Пэнси бесстрастно пожала плечами и глубоко вдохнула аромат цветов.

— Мы уже этим занимаемся, а судя по твоей кислой мине, помощь тебе не помешает.

— Тебе что, больше нечем заняться?

— Нет, — честно ответила она. — Давай же, Драко, не будь таким засранцем…

Собственно, почему бы и нет?

И он поведал о своей тайне во второй раз. С самого начала, куда мысленно погрузился вслед за воспоминаниями. Пэнси слушала внимательно, не перебивая, так что спустя пару минут увлеченный Драко уже забыл о сковывающей неловкости и красочно поведал все подробности волнительного месяца, возможно, лучшего в его жизни.

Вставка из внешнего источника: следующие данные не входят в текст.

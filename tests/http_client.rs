//! HttpPredictionClient against a local stand-in for the prediction service.

use std::net::SocketAddr;
use std::sync::{Arc, Mutex};
use std::time::Duration;

use axum::extract::State;
use axum::http::StatusCode;
use axum::routing::post;
use axum::{Json, Router};
use serde_json::{json, Value};

use whatif_risk_sim::{
    FeatureVector, HttpPredictionClient, PredictionClient, PredictionError, PredictionRequest,
};

#[derive(Clone, Default)]
struct Captured(Arc<Mutex<Vec<Value>>>);

async fn whatif_ok(State(captured): State<Captured>, Json(body): Json<Value>) -> Json<Value> {
    captured.0.lock().unwrap().push(body);
    Json(json!({ "probability": 0.31, "prediction": 0 }))
}

async fn whatif_rejected() -> (StatusCode, Json<Value>) {
    (
        StatusCode::BAD_REQUEST,
        Json(json!({ "error": "could not convert string to float" })),
    )
}

async fn whatif_unavailable() -> (StatusCode, String) {
    (StatusCode::SERVICE_UNAVAILABLE, "down for maintenance".to_string())
}

async fn whatif_no_probability() -> Json<Value> {
    Json(json!({ "prediction": 1 }))
}

async fn whatif_slow() -> Json<Value> {
    tokio::time::sleep(Duration::from_secs(5)).await;
    Json(json!({ "probability": 0.5 }))
}

async fn spawn_service() -> (SocketAddr, Captured) {
    let captured = Captured::default();
    let app = Router::new()
        .route("/whatif_predict", post(whatif_ok))
        .route("/rejected", post(whatif_rejected))
        .route("/unavailable", post(whatif_unavailable))
        .route("/no_probability", post(whatif_no_probability))
        .route("/slow", post(whatif_slow))
        .with_state(captured.clone());

    let listener = tokio::net::TcpListener::bind("127.0.0.1:0").await.unwrap();
    let addr = listener.local_addr().unwrap();
    tokio::spawn(async move {
        axum::serve(listener, app).await.unwrap();
    });
    (addr, captured)
}

fn request() -> PredictionRequest {
    PredictionRequest::new(FeatureVector::new(55.0, 92.0, 120.0))
}

fn client(addr: SocketAddr, path: &str) -> HttpPredictionClient {
    HttpPredictionClient::new(format!("http://{addr}"), path, None).unwrap()
}

#[tokio::test]
async fn test_success_sends_string_encoded_body() {
    let (addr, captured) = spawn_service().await;

    let result = client(addr, "/whatif_predict")
        .request_prediction(&request())
        .await
        .unwrap();

    assert_eq!(result.probability, 0.31);
    let bodies = captured.0.lock().unwrap();
    assert_eq!(bodies.len(), 1);
    // 92 / 1.75 / 1.75 = 30.04
    assert_eq!(
        bodies[0],
        json!({ "Age": "55", "BMI": "30.0", "Insulin": "120" })
    );
}

#[tokio::test]
async fn test_client_error_status_is_failure() {
    let (addr, _) = spawn_service().await;

    let err = client(addr, "/rejected")
        .request_prediction(&request())
        .await
        .unwrap_err();

    match err {
        PredictionError::Http { status, kind } => {
            assert_eq!(status, 400);
            assert!(kind.to_string().contains("could not convert"));
        }
        other => panic!("expected Http error, got {other:?}"),
    }
}

#[tokio::test]
async fn test_server_error_status_is_failure() {
    let (addr, _) = spawn_service().await;

    let err = client(addr, "/unavailable")
        .request_prediction(&request())
        .await
        .unwrap_err();

    assert!(matches!(err, PredictionError::Http { status: 503, .. }));
}

#[tokio::test]
async fn test_missing_probability_is_malformed() {
    let (addr, _) = spawn_service().await;

    let err = client(addr, "/no_probability")
        .request_prediction(&request())
        .await
        .unwrap_err();

    assert!(matches!(err, PredictionError::MalformedResponse(_)));
}

#[tokio::test]
async fn test_unreachable_service_is_transport_failure() {
    // bind then drop to get a port nothing listens on
    let listener = tokio::net::TcpListener::bind("127.0.0.1:0").await.unwrap();
    let addr = listener.local_addr().unwrap();
    drop(listener);

    let err = client(addr, "/whatif_predict")
        .request_prediction(&request())
        .await
        .unwrap_err();

    assert!(matches!(err, PredictionError::Transport(_)));
}

#[tokio::test]
async fn test_timeout_is_transport_failure() {
    let (addr, _) = spawn_service().await;
    let client = HttpPredictionClient::new(
        format!("http://{addr}"),
        "/slow",
        Some(Duration::from_millis(100)),
    )
    .unwrap();

    let err = client.request_prediction(&request()).await.unwrap_err();

    assert!(matches!(err, PredictionError::Transport(_)));
}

Пока не добрался до событий последних дней. Тогда его вновь переполнили злость, ревность и возмущение, вспыхнувшие подобно костру под порывом ветра.

— Она сама назвала этот чертов день скучным! — он вскочил с места, не в силах усидеть на месте. — Сама уверяла, что ненавидит весь этот несуразный розовый мусор, который становится ненужным уже спустя сутки! И в кои-то веки мы с этой упрямой ведьмой хоть в чем-то согласны! Так с чего вдруг она обиделась?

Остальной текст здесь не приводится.